I'm not sure if it's Jansons that I treasure as much as his main band, that astonishing music machine in Amsterdam. RCO Live recordings perfectly capture the wet slap of the Concertgebouw, all that juicy and ripe music-making emanating from a gloriously plush ensemble. But I can also attest to Jansons with the St. Petersburg Philharmonic and a set of the Rachmaninoff symphonies that never fails to astound me. Watching him conduct via the DVD of Shostakovich's Lady MacBeth reveals that he is a facial leader, one whose many expressions speak as much to the orchestra as does his stick technique.

Others and Also-Rans

Of course these aren't my only faves. I dig William Steinberg, Otto Klemperer, André Previn, Michael Tilson Thomas, Vernon Handley, Adrian Boult, Riccardo Chailly, Claudio Abbado, Carlos Kleiber, Istvan Kertesz, Rafael Kubelik. I'm not much of a George Szell fan; his Mozart performances display a gentle side all too often missing in the slashing perfectionism of his Cleveland recordings. Ditto Fritz Reiner; while I admire his extraordinary achievements in Chicago, too often those wonderful players sound driven. A Rossini Overtures disc is almost heartbreaking in the way those effervescent confections are bitch-slapped, frog-marched, and regimented into submission. I'll grant that Reiner has his moments—his Bartók Music for Strings, Percussion, and Celesta remains an absolute gold standard both musically and sonically. But he's rarely among my prime choices.

Leopold Stokowski: fascinating, wonderful, sometimes irritating, always compelling. Grand masters Toscanini, Furtwängler, von Karajan—I'm always ready for 'em. Oldies but goodies along the lines of Alfred Hertz, Willem Mengelberg, Victor de Sabata, Felix Weingartner are always welcome Chez Moi.

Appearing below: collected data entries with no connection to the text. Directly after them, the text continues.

use criterion::{criterion_group, criterion_main, Criterion};
use sim_core::{EngineConfig, PolicyMode};
use sim_runtime::ScenarioRunner;

fn bench_runs(c: &mut Criterion) {
    let cfg = EngineConfig {
        steps: 1_000,
        ..EngineConfig::default()
    };
    let runner = ScenarioRunner::new(cfg, 42).unwrap();
    c.bench_function("integrated_1000_ticks", |b| {
        b.iter(|| {
            let _ = runner.run(PolicyMode::Integrated);
        })
    });
    c.bench_function("both_regimes_1000_ticks", |b| {
        b.iter(|| {
            let _ = runner.run_all();
        })
    });
}

criterion_group!(benches, bench_runs);
criterion_main!(benches);
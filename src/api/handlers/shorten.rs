//! Handler for link shortening endpoint.

use axum::{extract::State, http::StatusCode};

use crate::error::AppError;
use crate::state::AppState;

/// Creates a short URL for the original URL carried in the request body.
///
/// # Endpoint
///
/// `POST /`
///
/// The body is the raw URL as plain text. It is validated by
/// [`crate::api::middleware::validate::url_body`] before this handler runs.
///
/// # Response
///
/// `201 Created` with `text/plain; charset=utf-8` body:
///
/// ```text
/// http://localhost:8080/aZ09bY18
/// ```
///
/// # Errors
///
/// Returns 500 Internal Server Error if no id could be allocated or the
/// store failed.
pub async fn shorten_handler(
    State(state): State<AppState>,
    original_url: String,
) -> Result<(StatusCode, String), AppError> {
    let id = state.shortener.create_short_url(&original_url).await?;

    Ok((StatusCode::CREATED, state.short_url(id.as_str())))
}

#[cfg(test)]
mod tests {
    use crate::application::services::MockShortener;
    use crate::domain::entities::ShortId;
    use crate::error::ShortenError;
    use crate::infrastructure::persistence::InMemoryLinkRepository;
    use crate::routes::app_router;
    use crate::state::AppState;
    use axum::http::StatusCode;
    use axum_test::TestServer;
    use std::sync::Arc;

    fn server(shortener: MockShortener) -> TestServer {
        let state = AppState::new(
            Arc::new(shortener),
            Arc::new(InMemoryLinkRepository::new()),
            "http://test.co",
            8,
        );
        TestServer::new(app_router(state)).unwrap()
    }

    #[tokio::test]
    async fn test_shorten_composes_base_url() {
        let mut shortener = MockShortener::new();
        shortener
            .expect_create_short_url()
            .withf(|url| url == "https://example.com")
            .times(1)
            .returning(|_| Ok(ShortId::new_unchecked("aZ09bY18")));

        let response = server(shortener)
            .post("/")
            .text("https://example.com")
            .await;

        response.assert_status(StatusCode::CREATED);
        assert_eq!(response.text(), "http://test.co/aZ09bY18");
    }

    #[tokio::test]
    async fn test_invalid_body_never_reaches_service() {
        let mut shortener = MockShortener::new();
        shortener.expect_create_short_url().times(0);

        let response = server(shortener).post("/").text("invalid-url").await;

        response.assert_status_bad_request();
    }

    #[tokio::test]
    async fn test_inconsistency_is_internal_error() {
        let mut shortener = MockShortener::new();
        shortener
            .expect_create_short_url()
            .returning(|_| Err(ShortenError::Inconsistent(ShortId::new_unchecked("abcd1234"))));

        let response = server(shortener)
            .post("/")
            .text("https://example.com")
            .await;

        response.assert_status(StatusCode::INTERNAL_SERVER_ERROR);
        assert_eq!(response.text(), "Internal server error");
    }

    #[tokio::test]
    async fn test_exhausted_is_internal_error() {
        let mut shortener = MockShortener::new();
        shortener
            .expect_create_short_url()
            .returning(|_| Err(ShortenError::Exhausted { attempts: 10 }));

        let response = server(shortener)
            .post("/")
            .text("https://example.com")
            .await;

        response.assert_status(StatusCode::INTERNAL_SERVER_ERROR);
    }
}
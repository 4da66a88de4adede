//! Infrastructure layer for storage backends.
//!
//! This layer implements interfaces defined by the domain layer.
//!
//! # Modules
//!
//! - [`persistence`] - Link store implementations

pub mod persistence;
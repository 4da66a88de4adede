//! Core domain entities representing the business data model.
//!
//! # Entity Types
//!
//! - [`ShortId`] - Validated short identifier
//! - [`Link`] - A shortened URL mapping

pub mod link;
pub mod short_id;

pub use link::Link;
pub use short_id::{InvalidShortId, ShortId};
//! HTTP request handlers.

pub mod health;
pub mod redirect;
pub mod shorten;

pub use health::health_handler;
pub use redirect::redirect_handler;
pub use shorten::shorten_handler;
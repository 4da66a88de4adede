//! Business logic services for the application layer.

pub mod link_service;

pub use link_service::{LinkService, Shortener};

#[cfg(test)]
pub use link_service::MockShortener;
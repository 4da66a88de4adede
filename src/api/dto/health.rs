//! Response body of the `/health` endpoint.

use serde::Serialize;

/// Overall status, crate version and the link store check.
#[derive(Debug, Serialize)]
pub struct HealthResponse {
    pub status: String,
    pub version: String,
    pub checks: HealthChecks,
}

/// Checks run by the health endpoint.
#[derive(Debug, Serialize)]
pub struct HealthChecks {
    /// Whether the link store answers, with its current link count.
    pub store: CheckStatus,
}

/// Result of one check: `ok` or `error`, plus a short detail.
#[derive(Debug, Serialize)]
pub struct CheckStatus {
    pub status: String,

    #[serde(skip_serializing_if = "Option::is_none")]
    pub message: Option<String>,
}
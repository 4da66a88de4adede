//! Link entity representing a shortened URL mapping.

use chrono::{DateTime, Utc};

use super::ShortId;

/// A stored pairing of a short id and the original URL.
///
/// The URL was validated at the HTTP boundary (non-empty scheme and host);
/// stores keep it verbatim.
#[derive(Debug, Clone)]
pub struct Link {
    pub id: ShortId,
    pub original_url: String,
    pub created_at: DateTime<Utc>,
}

impl Link {
    /// Creates a link stamped with the current time.
    pub fn new(id: ShortId, original_url: impl Into<String>) -> Self {
        Self {
            id,
            original_url: original_url.into(),
            created_at: Utc::now(),
        }
    }
}

#[cfg(test)]
mod tests {
    use super::*;

    #[test]
    fn test_link_creation() {
        let before = Utc::now();
        let link = Link::new(ShortId::new_unchecked("abc12345"), "https://example.com");

        assert_eq!(link.id.as_str(), "abc12345");
        assert_eq!(link.original_url, "https://example.com");
        assert!(link.created_at >= before);
    }
}
//! Domain layer containing business entities and contracts.
//!
//! The domain layer has no dependencies on infrastructure or presentation
//! layers. Capability traits defined here are implemented elsewhere and
//! injected into [`crate::application::services::LinkService`].
//!
//! # Architecture
//!
//! - [`entities`] - Core business data structures
//! - [`repositories`] - Data access trait definitions
//! - [`id_generator`] - Short id generation contract

pub mod entities;
pub mod id_generator;
pub mod repositories;

pub use id_generator::IdGenerator;

#[cfg(test)]
pub use id_generator::MockIdGenerator;
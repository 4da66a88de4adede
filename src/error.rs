//! Error types for every layer of the service.
//!
//! - [`GenerateError`] - failures of the short id generator
//! - [`StoreError`] - failures reported by a [`crate::domain::repositories::LinkRepository`]
//! - [`ShortenError`] - outcome of the create/redirect use case
//! - [`AppError`] - HTTP boundary error rendered as a plain-text response
//!
//! Internal error kinds are logged where they happen and never rendered into
//! response bodies; clients only see the status code and a short message.

use axum::{
    http::StatusCode,
    response::{IntoResponse, Response},
};

use crate::domain::entities::ShortId;

/// Errors produced by an [`crate::domain::IdGenerator`].
#[derive(Debug, thiserror::Error)]
pub enum GenerateError {
    /// The secure random source could not supply bytes.
    #[error("randomness source unavailable: {0}")]
    RandomnessUnavailable(String),
}

/// Errors produced by a link store.
#[derive(Debug, Clone, PartialEq, Eq, thiserror::Error)]
pub enum StoreError {
    /// A link with this id is already stored.
    #[error("short id {0} already exists")]
    Conflict(ShortId),

    /// No link is stored under this id.
    #[error("short id {0} not found")]
    NotFound(ShortId),

    /// The backing store cannot serve requests (closed, disconnected, ...).
    #[error("link store unavailable: {0}")]
    Unavailable(String),
}

/// Outcome errors of [`crate::application::services::Shortener`] operations.
#[derive(Debug, thiserror::Error)]
pub enum ShortenError {
    /// Every attempt produced a colliding or unusable id.
    #[error("failed to generate unique short id after {attempts} attempts")]
    Exhausted { attempts: usize },

    /// The store failed while checking, saving or reading a link.
    #[error("storage error: {0}")]
    Store(#[source] StoreError),

    /// The store refused a save for an id that passed the existence check.
    #[error("unexpected conflict during save for short id {0}")]
    Inconsistent(ShortId),

    /// No link is stored under the requested id.
    #[error("short id {0} not found")]
    NotFound(ShortId),

    /// The service began shutting down while the request was in progress.
    #[error("request cancelled: service is shutting down")]
    Cancelled,
}

/// HTTP-facing error.
///
/// Carries only the message shown to the client.
#[derive(Debug)]
pub enum AppError {
    Validation { message: String },
    NotFound { message: String },
    Unavailable { message: String },
    Internal { message: String },
}

impl AppError {
    pub fn bad_request(message: impl Into<String>) -> Self {
        Self::Validation {
            message: message.into(),
        }
    }
    pub fn not_found(message: impl Into<String>) -> Self {
        Self::NotFound {
            message: message.into(),
        }
    }
    pub fn unavailable(message: impl Into<String>) -> Self {
        Self::Unavailable {
            message: message.into(),
        }
    }
    pub fn internal(message: impl Into<String>) -> Self {
        Self::Internal {
            message: message.into(),
        }
    }

    /// Returns the HTTP status this error is rendered with.
    pub fn status(&self) -> StatusCode {
        match self {
            AppError::Validation { .. } => StatusCode::BAD_REQUEST,
            AppError::NotFound { .. } => StatusCode::NOT_FOUND,
            AppError::Unavailable { .. } => StatusCode::SERVICE_UNAVAILABLE,
            AppError::Internal { .. } => StatusCode::INTERNAL_SERVER_ERROR,
        }
    }
}

impl std::fmt::Display for AppError {
    fn fmt(&self, f: &mut std::fmt::Formatter<'_>) -> std::fmt::Result {
        match self {
            AppError::Validation { message }
            | AppError::NotFound { message }
            | AppError::Unavailable { message }
            | AppError::Internal { message } => f.write_str(message),
        }
    }
}

impl std::error::Error for AppError {}

impl From<ShortenError> for AppError {
    fn from(err: ShortenError) -> Self {
        match err {
            ShortenError::NotFound(_) => AppError::not_found("URL not found"),
            ShortenError::Cancelled => AppError::unavailable("Service is shutting down"),
            ShortenError::Exhausted { .. }
            | ShortenError::Store(_)
            | ShortenError::Inconsistent(_) => AppError::internal("Internal server error"),
        }
    }
}

impl IntoResponse for AppError {
    fn into_response(self) -> Response {
        let status = self.status();
        let message = match self {
            AppError::Validation { message }
            | AppError::NotFound { message }
            | AppError::Unavailable { message }
            | AppError::Internal { message } => message,
        };

        (status, message).into_response()
    }
}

And what about Leonard Bernstein? I blow hot and cold there. Sometimes Lenny really delivered. Sometimes he was on autopilot. Sometimes Lenny pushed the composer out of the way. Those glassy 1960s Columbia recordings didn't help matters much, given the New York Philharmonic's tendency towards stridency. Still, Bernstein was nobody's fool and a musician to respect, admire, and celebrate. Nonetheless, I approach any Bernstein recording warily, never sure what to expect.